Tuesday, June 25, 2013, 9:00-9:40
Targeted Reinnervation: a Neural Interface for Robotic Limb Systems
Dr. Todd Kuiken is the Director of the Center for Bionic Medicine at the Rehabilitation Institute of Chicago. He is also a Professor in the Department of Physical Medicine and Rehabilitation, the McCormick School of Engineering and the Department of Surgery of the Feinberg School of Medicine at Northwestern University. He is conducting research to improve the function of artificial limbs for amputees, particularly those with proximal amputations. He has pioneered a technique called ‘targeted reinnervation’ in which surviving branches of amputated nerves are directed to reinnervate spared regions of muscle. The signals recorded from these reinnervated muscles serve as control signals for the myoelectric arm. This allows simultaneous control of multiple joints in a natural way. Similarly, sensory nerves formerly innervating the hand can be directed to reinnervate spare skin in or near the residual limb so that when this skin is touched, the amputee experiences a sensation akin to the missing hand being touched. This neural interface is now being enhanced using pattern recognition algorithms to enable the intuitive control of more degrees of freedom.

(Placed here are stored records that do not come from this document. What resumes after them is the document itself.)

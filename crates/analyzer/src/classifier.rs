#![forbid(unsafe_code)]

use crate::domain::{ImageId, ProcessId};
use crate::error::Error;
use crate::loader::LoaderSignature;
use crate::report::{DelayLoadCandidate, DelayLoadReport, PassStats};
use crate::stores::{CandidateKey, Stores};
use capture::{AccessedPage, ImageSectionResolver, Process, SectionResolver, TraceCapture};
use config::Config;
use itertools::Itertools;
use std::collections::HashSet;
use std::path::Path;
use tracing::{debug, info, trace};

/// Finds statically loaded images whose code a process never runs outside
/// the loader.
#[derive(Debug, Clone)]
pub struct DelayLoadClassifier {
    code_section_marker: String,
    excluded_processes: HashSet<String>,
    loader: LoaderSignature,
}

/// What a single page access means for candidacy.
#[derive(Debug, Clone, Copy, PartialEq, Eq)]
enum Verdict<'a> {
    UnknownProcess,
    ExcludedProcess,
    NoFile,
    NotImage,
    NotCode,
    Loader,
    Disqualifying(ImageId, &'a Process),
}

impl DelayLoadClassifier {
    pub fn new(config: &Config) -> Result<Self, Error> {
        config.classifier.validate()?;
        Ok(Self {
            code_section_marker: config.classifier.code_section_marker.clone(),
            excluded_processes: config.classifier.excluded_processes.iter().cloned().collect(),
            loader: LoaderSignature::new(&config.classifier),
        })
    }

    /// Run the pass over a decoded capture.
    pub fn classify(
        &self,
        capture: &TraceCapture,
        resolver: &dyn SectionResolver,
    ) -> DelayLoadReport {
        let mut stores = Stores::default();
        let mut stats = PassStats::default();

        self.register_loads(capture, &mut stores, &mut stats);
        self.scan_accesses(capture, resolver, &mut stores, &mut stats);

        let candidates: Vec<DelayLoadCandidate> = stores
            .candidacy
            .eligible()
            .filter_map(|key| {
                let process = stores.processes.get(key.process())?;
                let image = stores.images.get(key.image())?;
                Some(DelayLoadCandidate::new(process.as_str(), image.path.as_str()))
            })
            .sorted()
            .collect();

        stats.processes = stores.processes.len();
        stats.images = stores.images.len();
        stats.candidates = candidates.len();
        info!(
            processes = stats.processes,
            images = stats.images,
            accesses = stats.accesses_scanned,
            disqualifying = stats.disqualifying_accesses,
            candidates = stats.candidates,
            "delay-load classification finished"
        );

        DelayLoadReport { candidates, stats }
    }

    fn register_loads(&self, capture: &TraceCapture, stores: &mut Stores, stats: &mut PassStats) {
        for record in &capture.processes {
            let process_id = stores.ensure_process(&record.process);
            for image in record.images.iter().filter(|image| image.is_loaded()) {
                let image_id = stores.ensure_image(image);
                let eligible = image.is_static_dependency();
                stores
                    .candidacy
                    .observe_load(CandidateKey::new(image_id, process_id), eligible);
            }
        }
        stats.static_candidates = stores.candidacy.eligible().count();
        debug!(
            pairs = stores.candidacy.len(),
            static_candidates = stats.static_candidates,
            "image loads registered"
        );
    }

    fn scan_accesses(
        &self,
        capture: &TraceCapture,
        resolver: &dyn SectionResolver,
        stores: &mut Stores,
        stats: &mut PassStats,
    ) {
        for access in capture.page_accesses() {
            stats.accesses_scanned += 1;
            match self.evaluate(access, stores, resolver) {
                Verdict::UnknownProcess => stats.skipped_unknown_process += 1,
                Verdict::ExcludedProcess => stats.skipped_excluded_process += 1,
                Verdict::NoFile => stats.skipped_no_file += 1,
                Verdict::NotImage => stats.skipped_not_image += 1,
                Verdict::NotCode => stats.skipped_not_code += 1,
                Verdict::Loader => stats.loader_accesses += 1,
                Verdict::Disqualifying(image_id, process) => {
                    stats.disqualifying_accesses += 1;
                    let process_id = stores.ensure_process(process);
                    self.disqualify(stores, image_id, process_id);
                }
            }
        }
    }

    fn evaluate<'a>(
        &self,
        access: &'a AccessedPage,
        stores: &Stores,
        resolver: &dyn SectionResolver,
    ) -> Verdict<'a> {
        let Some(process) = access.process.as_ref() else {
            return Verdict::UnknownProcess;
        };
        if self.excluded_processes.contains(&process.image_name) {
            return Verdict::ExcludedProcess;
        }
        let (Some(page), Some(path)) = (access.page.as_ref(), access.path()) else {
            return Verdict::NoFile;
        };
        let Some((image_id, image)) = stores
            .images
            .id_by_path(path)
            .and_then(|id| Some((id, stores.images.get(id)?)))
        else {
            return Verdict::NotImage;
        };

        let section = resolver.section_name(image, page);
        if !section.is_code(&self.code_section_marker) {
            trace!(%process, path, %section, "access outside code");
            return Verdict::NotCode;
        }
        if self.loader.is_loader_access(access) {
            trace!(%process, path, %section, "loader access");
            return Verdict::Loader;
        }
        Verdict::Disqualifying(image_id, process)
    }

    fn disqualify(&self, stores: &mut Stores, image: ImageId, process: ProcessId) {
        let revoked = stores.candidacy.disqualify(CandidateKey::new(image, process));
        if revoked {
            trace!(
                process = ?stores.processes.get(process),
                image = ?stores.images.get(image).map(|image| image.path.as_str()),
                "code executed outside the loader; candidate revoked"
            );
        }
    }
}

/// Load a capture from disk and classify it with the section tables it
/// carries.
pub fn analyze_file(path: impl AsRef<Path>, config: &Config) -> Result<DelayLoadReport, Error> {
    let classifier = DelayLoadClassifier::new(config)?;
    let capture = TraceCapture::load(path)?;
    Ok(classifier.classify(&capture, &ImageSectionResolver))
}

Wednesday, June 26, 2013, 9:00-9:40
Robot-assisted rehabilitation therapy and sensory motor restoration: Toward a computational approach
Dr. David Reinkensmeyer is Professor in the Departments of Mechanical and Aerospace Engineering, Anatomy and Neurobiology, Biomedical Engineering, and Physical Medicine and Rehabilitation at the University of California Irvine. His research interests are in neuromuscular control, motor learning, robotics, and rehabilitation. A major goal of his research is to develop physically interacting, robotic and mechatronic devices to help the nervous system recover the ability to control movement of the arm, hand, and leg after neurologic injuries such as stroke and spinal cord injury. He is also investigating the computational mechanisms of human motor learning in order to provide a rational basis for designing movement training devices. His laboratory has helped develop a variety of robotic devices for manipulating and measuring movement in humans and rodents, including the T-WREX arm training system, now in clinical use worldwide as the Hocoma ArmeoSpring.